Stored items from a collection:

-------

//! Wire protocols for Thermalright LCD and LED controllers.
//!
//! This module contains the command constants, packet builders, device
//! tables, and handshake response parsing. No I/O happens here.

pub mod commands;
pub mod kvm;
pub mod led;
pub mod status;

pub use commands::*;
pub use status::*;
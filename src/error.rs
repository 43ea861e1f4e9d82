//! Custom error types for Thermalright LCD/LED devices.
//!
//! This module provides fine-grained error handling for device communication,
//! protocol parsing, and container decoding.

use thiserror::Error;

/// Main error type for device and container operations.
#[derive(Error, Debug)]
pub enum TrccError {
    /// I/O failure talking to the physical device.
    #[error("Transport error: {message}")]
    Transport { message: String },

    /// Timeout waiting for the device.
    #[error("Timeout waiting for device response")]
    Timeout,

    /// HID communication error.
    #[error("HID communication error: {0}")]
    HidError(#[from] hidapi::HidError),

    /// OS-level I/O error (nusb, sg_raw subprocess, container files).
    #[error("I/O error: {0}")]
    Io(#[from] std::io::Error),

    /// Device answered the handshake with an unrecognized payload.
    #[error("Handshake failed: {0}")]
    HandshakeFailed(String),

    /// No driver can be created for the descriptor.
    #[error("Device not found: {0}")]
    DeviceNotFound(String),

    /// Container bytes do not start with a recognized magic.
    #[error("Corrupt container: expected magic {expected}, found {found}")]
    BadMagic { expected: String, found: String },

    /// Container is truncated or internally inconsistent.
    #[error("Corrupt container: {0}")]
    CorruptContainer(String),

    /// Read past the end of a buffer.
    #[error("Out of data: needed {needed} bytes, {remaining} remaining")]
    OutOfData { needed: usize, remaining: usize },

    /// Image decode/encode failure.
    #[error("Image error: {0}")]
    Image(String),

    /// Operation not available for this driver variant.
    #[error("Unsupported operation: {0}")]
    Unsupported(String),

    /// Generic invalid input error.
    #[error("Invalid input: {0}")]
    InvalidInput(String),
}

impl TrccError {
    /// Shorthand for a transport failure with a formatted message.
    pub fn transport(message: impl Into<String>) -> Self {
        TrccError::Transport {
            message: message.into(),
        }
    }

    /// Whether re-running the handshake may clear this error.
    pub fn is_retryable(&self) -> bool {
        matches!(
            self,
            TrccError::Transport { .. }
                | TrccError::Timeout
                | TrccError::HidError(_)
                | TrccError::Io(_)
        )
    }

    /// Whether this error came from decoding a container file.
    pub fn is_corrupt_container(&self) -> bool {
        matches!(
            self,
            TrccError::BadMagic { .. } | TrccError::CorruptContainer(_) | TrccError::OutOfData { .. }
        )
    }
}

impl From<image::ImageError> for TrccError {
    fn from(err: image::ImageError) -> Self {
        TrccError::Image(err.to_string())
    }
}

/// Result type alias for device and container operations.
pub type Result<T> = std::result::Result<T, TrccError>;
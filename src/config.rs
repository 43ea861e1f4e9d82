//! Driver timing configuration.
//!
//! Every delay, timeout and retry count used by the protocol drivers lives
//! here so it can be tuned from a JSON file without recompiling.
//! Cross-platform: uses the appropriate config directory for each OS.

use serde::{Deserialize, Serialize};
use std::path::{Path, PathBuf};
use std::time::Duration;

use crate::error::{Result, TrccError};

// =============================================================================
// Config Path
// =============================================================================

const APP_NAME: &str = "trcc-rust";
const CONFIG_FILE: &str = "drivers.json";

// =============================================================================
// Driver Configuration
// =============================================================================

/// Protocol timings shared by all drivers.
///
/// Defaults reproduce the timings observed from the vendor Windows driver.
#[derive(Debug, Clone, PartialEq, Serialize, Deserialize)]
#[serde(default)]
pub struct DriverConfig {
    /// Wait between SCSI polls while the boot signature is reported.
    pub scsi_boot_wait_ms: u64,
    /// Maximum number of SCSI polls before init is forced.
    pub scsi_boot_max_retries: u32,
    /// Settle delay after SCSI init, before the first frame.
    pub scsi_post_init_ms: u64,
    /// Timeout for one sg_raw invocation.
    pub scsi_command_timeout_ms: u64,

    /// Delay before the HID init packet is written.
    pub hid_pre_init_ms: u64,
    /// Delay between the HID init write and the response read.
    pub hid_post_init_ms: u64,
    /// Timeout for handshake writes and reads.
    pub hid_handshake_timeout_ms: u64,
    /// Handshake attempts before giving up.
    pub hid_handshake_retries: u32,
    /// Delay between failed handshake attempts.
    pub hid_retry_delay_ms: u64,
    /// Timeout for frame writes and ACK reads.
    pub hid_frame_timeout_ms: u64,
    /// Delay after each Type 2 frame.
    pub hid_type2_frame_delay_ms: u64,

    /// Timeout for bulk handshake I/O.
    pub bulk_handshake_timeout_ms: u64,
    /// Timeout for bulk frame writes.
    pub bulk_write_timeout_ms: u64,

    /// Cooldown after a complete LED packet.
    pub led_send_cooldown_ms: u64,
}

impl Default for DriverConfig {
    fn default() -> Self {
        Self {
            scsi_boot_wait_ms: 3000,
            scsi_boot_max_retries: 5,
            scsi_post_init_ms: 100,
            scsi_command_timeout_ms: 10_000,
            hid_pre_init_ms: 50,
            hid_post_init_ms: 200,
            hid_handshake_timeout_ms: 5000,
            hid_handshake_retries: 3,
            hid_retry_delay_ms: 500,
            hid_frame_timeout_ms: 100,
            hid_type2_frame_delay_ms: 1,
            bulk_handshake_timeout_ms: 1000,
            bulk_write_timeout_ms: 1000,
            led_send_cooldown_ms: 30,
        }
    }
}

impl DriverConfig {
    /// Get the default config file path.
    /// - Linux: ~/.config/trcc-rust/drivers.json
    /// - Windows: %APPDATA%\trcc-rust\drivers.json
    pub fn default_path() -> Result<PathBuf> {
        dirs::config_dir()
            .map(|p| p.join(APP_NAME).join(CONFIG_FILE))
            .ok_or_else(|| TrccError::InvalidInput("Could not find config directory".into()))
    }

    /// Load a configuration from a JSON file.
    pub fn load(path: &Path) -> Result<Self> {
        let content = std::fs::read_to_string(path)?;
        Self::from_json(&content)
    }

    /// Parse a configuration from JSON text. Missing fields take defaults.
    pub fn from_json(content: &str) -> Result<Self> {
        let config: Self = serde_json::from_str(content)
            .map_err(|e| TrccError::InvalidInput(format!("Invalid driver config: {}", e)))?;
        config.validate()?;
        Ok(config)
    }

    /// Load from the default path, falling back to defaults if the file is absent.
    pub fn load_or_default() -> Self {
        match Self::default_path() {
            Ok(path) if path.exists() => match Self::load(&path) {
                Ok(config) => config,
                Err(e) => {
                    tracing::warn!("Ignoring driver config {}: {}", path.display(), e);
                    Self::default()
                }
            },
            _ => Self::default(),
        }
    }

    /// Write this configuration as pretty JSON.
    pub fn save(&self, path: &Path) -> Result<()> {
        if let Some(parent) = path.parent() {
            std::fs::create_dir_all(parent)?;
        }
        let json = serde_json::to_string_pretty(self)
            .map_err(|e| TrccError::InvalidInput(e.to_string()))?;
        std::fs::write(path, json)?;
        Ok(())
    }

    fn validate(&self) -> Result<()> {
        if self.hid_handshake_retries == 0 {
            return Err(TrccError::InvalidInput(
                "hid_handshake_retries must be at least 1".into(),
            ));
        }
        if self.scsi_boot_max_retries == 0 {
            return Err(TrccError::InvalidInput(
                "scsi_boot_max_retries must be at least 1".into(),
            ));
        }
        Ok(())
    }

    pub fn scsi_boot_wait(&self) -> Duration {
        Duration::from_millis(self.scsi_boot_wait_ms)
    }

    pub fn scsi_post_init(&self) -> Duration {
        Duration::from_millis(self.scsi_post_init_ms)
    }

    pub fn scsi_command_timeout(&self) -> Duration {
        Duration::from_millis(self.scsi_command_timeout_ms)
    }

    pub fn hid_pre_init(&self) -> Duration {
        Duration::from_millis(self.hid_pre_init_ms)
    }

    pub fn hid_post_init(&self) -> Duration {
        Duration::from_millis(self.hid_post_init_ms)
    }

    pub fn hid_handshake_timeout(&self) -> Duration {
        Duration::from_millis(self.hid_handshake_timeout_ms)
    }

    pub fn hid_retry_delay(&self) -> Duration {
        Duration::from_millis(self.hid_retry_delay_ms)
    }

    pub fn hid_frame_timeout(&self) -> Duration {
        Duration::from_millis(self.hid_frame_timeout_ms)
    }

    pub fn hid_type2_frame_delay(&self) -> Duration {
        Duration::from_millis(self.hid_type2_frame_delay_ms)
    }

    pub fn bulk_handshake_timeout(&self) -> Duration {
        Duration::from_millis(self.bulk_handshake_timeout_ms)
    }

    pub fn bulk_write_timeout(&self) -> Duration {
        Duration::from_millis(self.bulk_write_timeout_ms)
    }

    pub fn led_send_cooldown(&self) -> Duration {
        Duration::from_millis(self.led_send_cooldown_ms)
    }
}

#[cfg(test)]
mod tests {
    use super::*;

    #[test]
    fn test_defaults_match_firmware_timings() {
        let config = DriverConfig::default();
        assert_eq!(config.scsi_boot_wait(), Duration::from_secs(3));
        assert!(config.scsi_boot_max_retries >= 3);
        assert!(config.scsi_post_init() < Duration::from_secs(1));
    }

    #[test]
    fn test_partial_json_takes_defaults() {
        let config = DriverConfig::from_json(r#"{ "scsi_boot_wait_ms": 1500 }"#).unwrap();
        assert_eq!(config.scsi_boot_wait_ms, 1500);
        assert_eq!(config.hid_handshake_retries, 3);
    }

    #[test]
    fn test_zero_retries_rejected() {
        assert!(DriverConfig::from_json(r#"{ "hid_handshake_retries": 0 }"#).is_err());
    }

    #[test]
    fn test_save_and_load() {
        let dir = std::env::temp_dir().join(format!("trcc-config-test-{}", std::process::id()));
        let path = dir.join("drivers.json");
        let mut config = DriverConfig::default();
        config.led_send_cooldown_ms = 45;
        config.save(&path).unwrap();

        let loaded = DriverConfig::load(&path).unwrap();
        assert_eq!(loaded, config);
        let _ = std::fs::remove_dir_all(&dir);
    }
}
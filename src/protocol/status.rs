//! Handshake response parsing for Thermalright devices.
//!
//! Turns raw handshake responses into a structured [`HandshakeResult`].
//! Resolution tables come from the vendor firmware; there is no formula.

use std::fmt;

use crate::protocol::commands::{
    BULK_MIN_RESPONSE, BULK_PM_OFFSET, BULK_SUB_OFFSET, LED_MIN_RESPONSE, TYPE2_MAGIC,
    TYPE3_FBL_CODES,
};
use crate::protocol::led::{StyleLookup, resolve_style};

// =============================================================================
// Protocol / State Enums
// =============================================================================

/// Wire protocol spoken by a driver.
#[derive(Debug, Clone, Copy, PartialEq, Eq, Hash)]
pub enum ProtocolKind {
    Scsi,
    HidType2,
    HidType3,
    Bulk,
    Led,
    KvmLed,
}

impl ProtocolKind {
    pub fn name(self) -> &'static str {
        match self {
            ProtocolKind::Scsi => "SCSI (sg_raw)",
            ProtocolKind::HidType2 => "HID Type 2",
            ProtocolKind::HidType3 => "HID Type 3",
            ProtocolKind::Bulk => "USB Bulk",
            ProtocolKind::Led => "LED (HID 64-byte)",
            ProtocolKind::KvmLed => "KVM LED",
        }
    }

    pub fn is_led(self) -> bool {
        matches!(self, ProtocolKind::Led | ProtocolKind::KvmLed)
    }
}

impl fmt::Display for ProtocolKind {
    fn fmt(&self, f: &mut fmt::Formatter<'_>) -> fmt::Result {
        f.write_str(self.name())
    }
}

/// Driver lifecycle.
#[derive(Debug, Clone, Copy, PartialEq, Eq)]
pub enum DriverState {
    /// No transport handle.
    Closed,
    /// Transport open, no valid handshake.
    Open,
    /// Handshake succeeded; frames may be sent.
    Handshaken,
    /// A frame send is in progress.
    Sending,
}

/// Panel geometry reported by the handshake.
#[derive(Debug, Clone, Copy, PartialEq, Eq)]
pub enum DisplayGeometry {
    Known { width: u32, height: u32 },
    Unknown,
}

impl DisplayGeometry {
    pub fn from_option(res: Option<(u32, u32)>) -> Self {
        match res {
            Some((width, height)) => DisplayGeometry::Known { width, height },
            None => DisplayGeometry::Unknown,
        }
    }

    pub fn resolution(self) -> Option<(u32, u32)> {
        match self {
            DisplayGeometry::Known { width, height } => Some((width, height)),
            DisplayGeometry::Unknown => None,
        }
    }
}

impl fmt::Display for DisplayGeometry {
    fn fmt(&self, f: &mut fmt::Formatter<'_>) -> fmt::Result {
        match self {
            DisplayGeometry::Known { width, height } => write!(f, "{}x{}", width, height),
            DisplayGeometry::Unknown => f.write_str("unknown"),
        }
    }
}

// =============================================================================
// Handshake Result
// =============================================================================

/// Outcome of one handshake exchange.
///
/// A device that answers with an unrecognized payload still yields a
/// result; `error` then carries the reason and `geometry` is `Unknown`.
#[derive(Debug, Clone, PartialEq)]
pub struct HandshakeResult {
    pub protocol: ProtocolKind,
    pub geometry: DisplayGeometry,
    /// PM byte (or FBL for Type 3).
    pub model_id: u8,
    /// SUB byte.
    pub sub_type: u8,
    pub fbl: Option<u8>,
    pub serial: Option<String>,
    /// LED controllers only.
    pub led_style: Option<StyleLookup>,
    pub raw_response: Vec<u8>,
    pub error: Option<String>,
}

impl HandshakeResult {
    /// A result for a recognized device.
    pub fn new(protocol: ProtocolKind, geometry: DisplayGeometry, raw: &[u8]) -> Self {
        Self {
            protocol,
            geometry,
            model_id: 0,
            sub_type: 0,
            fbl: None,
            serial: None,
            led_style: None,
            raw_response: raw.to_vec(),
            error: None,
        }
    }

    /// A result for a device that answered with something unusable.
    pub fn failed(protocol: ProtocolKind, raw: &[u8], reason: impl Into<String>) -> Self {
        Self {
            error: Some(reason.into()),
            ..Self::new(protocol, DisplayGeometry::Unknown, raw)
        }
    }

    pub fn is_ok(&self) -> bool {
        self.error.is_none()
    }

    pub fn resolution(&self) -> Option<(u32, u32)> {
        self.geometry.resolution()
    }

    /// First bytes of the raw response as spaced hex, for logs.
    pub fn raw_prefix_hex(&self, n: usize) -> String {
        hex_spaced(&self.raw_response[..self.raw_response.len().min(n)])
    }
}

impl fmt::Display for HandshakeResult {
    fn fmt(&self, f: &mut fmt::Formatter<'_>) -> fmt::Result {
        writeln!(f, "Protocol:   {}", self.protocol)?;
        writeln!(f, "Resolution: {}", self.geometry)?;
        writeln!(f, "PM / SUB:   {} / {}", self.model_id, self.sub_type)?;
        if let Some(fbl) = self.fbl {
            writeln!(f, "FBL:        {}", fbl)?;
        }
        if let Some(serial) = &self.serial {
            writeln!(f, "Serial:     {}", serial)?;
        }
        if let Some(style) = &self.led_style {
            writeln!(f, "LED style:  {}", style)?;
        }
        if let Some(err) = &self.error {
            writeln!(f, "Error:      {}", err)?;
        }
        write!(f, "Raw:        {}", self.raw_prefix_hex(32))
    }
}

pub(crate) fn hex_spaced(bytes: &[u8]) -> String {
    bytes
        .iter()
        .map(|b| format!("{:02x}", b))
        .collect::<Vec<_>>()
        .join(" ")
}

fn hex_upper(bytes: &[u8]) -> String {
    bytes.iter().map(|b| format!("{:02X}", b)).collect()
}

// =============================================================================
// Resolution Tables
// =============================================================================

/// FBL byte to resolution. FBL 224 depends on PM.
pub fn fbl_to_resolution(fbl: u8, pm: u8) -> Option<(u32, u32)> {
    let res = match fbl {
        36 | 37 => (240, 240),
        50 => (240, 320),
        51 => (320, 240),
        54 => (360, 360),
        64 => (640, 480),
        72 => (480, 480),
        100..=102 => (320, 320),
        114 => (1600, 720),
        128 => (1280, 480),
        192 => (1920, 462),
        224 => match pm {
            10 => (960, 540),
            12 => (800, 480),
            _ => (854, 480),
        },
        _ => return None,
    };
    Some(res)
}

/// Type 2 PM/SUB to FBL. Most PMs equal their FBL.
pub fn pm_to_fbl(pm: u8, sub: u8) -> u8 {
    match (pm, sub) {
        (1, 48) => 114,
        (1, 49) => 192,
        (5, _) => 50,
        (7, _) => 64,
        (9..=12, _) => 224,
        (32, _) => 100,
        (64, _) => 114,
        (65, _) => 192,
        _ => pm,
    }
}

/// Bulk PM byte to resolution.
pub fn bulk_pm_to_resolution(pm: u8) -> Option<(u32, u32)> {
    match pm {
        36 => Some((240, 240)),
        50 => Some((240, 320)),
        51 => Some((320, 240)),
        100 => Some((320, 320)),
        101 => Some((480, 480)),
        _ => None,
    }
}

// =============================================================================
// Response Parsers
// =============================================================================

/// Parse a Type 2 HID handshake response.
pub fn parse_type2_response(resp: &[u8]) -> HandshakeResult {
    if resp.len() < 20 || resp[0..4] != TYPE2_MAGIC || resp[12] != 0x01 {
        return HandshakeResult::failed(
            ProtocolKind::HidType2,
            resp,
            format!("invalid Type 2 response ({} bytes)", resp.len()),
        );
    }

    let pm = resp[5];
    let sub = resp[4];
    let fbl = pm_to_fbl(pm, sub);
    let serial = (resp.len() > 36 && resp[16] == 0x10).then(|| hex_upper(&resp[20..36]));

    HandshakeResult {
        model_id: pm,
        sub_type: sub,
        fbl: Some(fbl),
        serial,
        ..HandshakeResult::new(
            ProtocolKind::HidType2,
            DisplayGeometry::from_option(fbl_to_resolution(fbl, pm)),
            resp,
        )
    }
}

/// Parse a Type 3 HID handshake response.
pub fn parse_type3_response(resp: &[u8]) -> HandshakeResult {
    if resp.len() < 14 || !TYPE3_FBL_CODES.contains(&resp[0]) {
        return HandshakeResult::failed(
            ProtocolKind::HidType3,
            resp,
            format!("invalid Type 3 response ({} bytes)", resp.len()),
        );
    }

    let fbl = resp[0] - 1;
    HandshakeResult {
        model_id: fbl,
        fbl: Some(fbl),
        serial: Some(hex_upper(&resp[10..14])),
        ..HandshakeResult::new(
            ProtocolKind::HidType3,
            DisplayGeometry::from_option(fbl_to_resolution(fbl, 0)),
            resp,
        )
    }
}

/// Parse a USB bulk handshake response.
pub fn parse_bulk_response(resp: &[u8]) -> HandshakeResult {
    if resp.len() < BULK_MIN_RESPONSE || resp[BULK_PM_OFFSET] == 0 {
        let pm = resp.get(BULK_PM_OFFSET).copied();
        return HandshakeResult::failed(
            ProtocolKind::Bulk,
            resp,
            format!(
                "bulk handshake rejected (len={}, pm={:?})",
                resp.len(),
                pm
            ),
        );
    }

    let pm = resp[BULK_PM_OFFSET];
    HandshakeResult {
        model_id: pm,
        sub_type: resp[BULK_SUB_OFFSET],
        ..HandshakeResult::new(
            ProtocolKind::Bulk,
            DisplayGeometry::from_option(bulk_pm_to_resolution(pm)),
            resp,
        )
    }
}

/// Parse an LED controller init response.
///
/// The vendor tool does not validate the magic, so a mismatch is only logged.
pub fn parse_led_response(protocol: ProtocolKind, resp: &[u8]) -> HandshakeResult {
    if resp.len() < LED_MIN_RESPONSE {
        return HandshakeResult::failed(
            protocol,
            resp,
            format!("LED response too short ({} bytes)", resp.len()),
        );
    }
    if resp[0..4] != TYPE2_MAGIC {
        tracing::warn!(
            "LED handshake: unexpected magic {} (expected {})",
            hex_spaced(&resp[0..4]),
            hex_spaced(&TYPE2_MAGIC)
        );
    }

    let pm = resp[5];
    let sub = resp[4];
    HandshakeResult {
        model_id: pm,
        sub_type: sub,
        led_style: Some(resolve_style(pm, sub)),
        ..HandshakeResult::new(protocol, DisplayGeometry::Unknown, resp)
    }
}

/// Interpret a SCSI poll response. Byte 0 is the panel's FBL code.
pub fn parse_scsi_poll(resp: &[u8], fallback: Option<(u32, u32)>) -> HandshakeResult {
    let fbl = resp.first().copied().filter(|&b| b != 0);
    let geometry = fbl
        .and_then(|code| fbl_to_resolution(code, 0))
        .or(fallback);
    HandshakeResult {
        model_id: fbl.unwrap_or(0),
        fbl,
        ..HandshakeResult::new(
            ProtocolKind::Scsi,
            DisplayGeometry::from_option(geometry),
            &resp[..resp.len().min(64)],
        )
    }
}
//! Device abstraction layer for Thermalright LCD and LED controllers.
//!
//! Transports (sg_raw, nusb, hidapi) sit behind the traits in
//! [`transport`]; protocol drivers own one lazily opened transport each,
//! and [`registry::DeviceRegistry`] routes descriptors to drivers.

pub mod bulk;
pub mod bulk_lcd;
pub mod driver;
pub mod hid;
pub mod hid_lcd;
pub mod kvm_led;
pub mod led;
#[cfg(any(test, feature = "mock"))]
pub mod mock;
pub mod registry;
pub mod scsi;
pub mod sg_raw;
pub mod transport;

pub use bulk::{UsbEndpointTransport, is_usb_device_present};
pub use bulk_lcd::BulkDriver;
pub use driver::{DeviceDriver, ProtocolDriver};
pub use hid_lcd::{HidLcdDriver, HidVariant};
pub use kvm_led::KvmLedDriver;
pub use led::LedDriver;
pub use registry::{
    DeviceDescriptor, DeviceRegistry, Implementation, SharedDriver, SystemTransportProvider,
    TransportKind, TransportProvider,
};
pub use scsi::ScsiDriver;
pub use sg_raw::{SgRawPassthrough, is_sg_raw_available};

-------

**Problem requirements**: Using the records above, gather all lines where the string "only" is present.

**Output below**:
    /// LED controllers only.
/// The vendor tool does not validate the magic, so a mismatch is only logged.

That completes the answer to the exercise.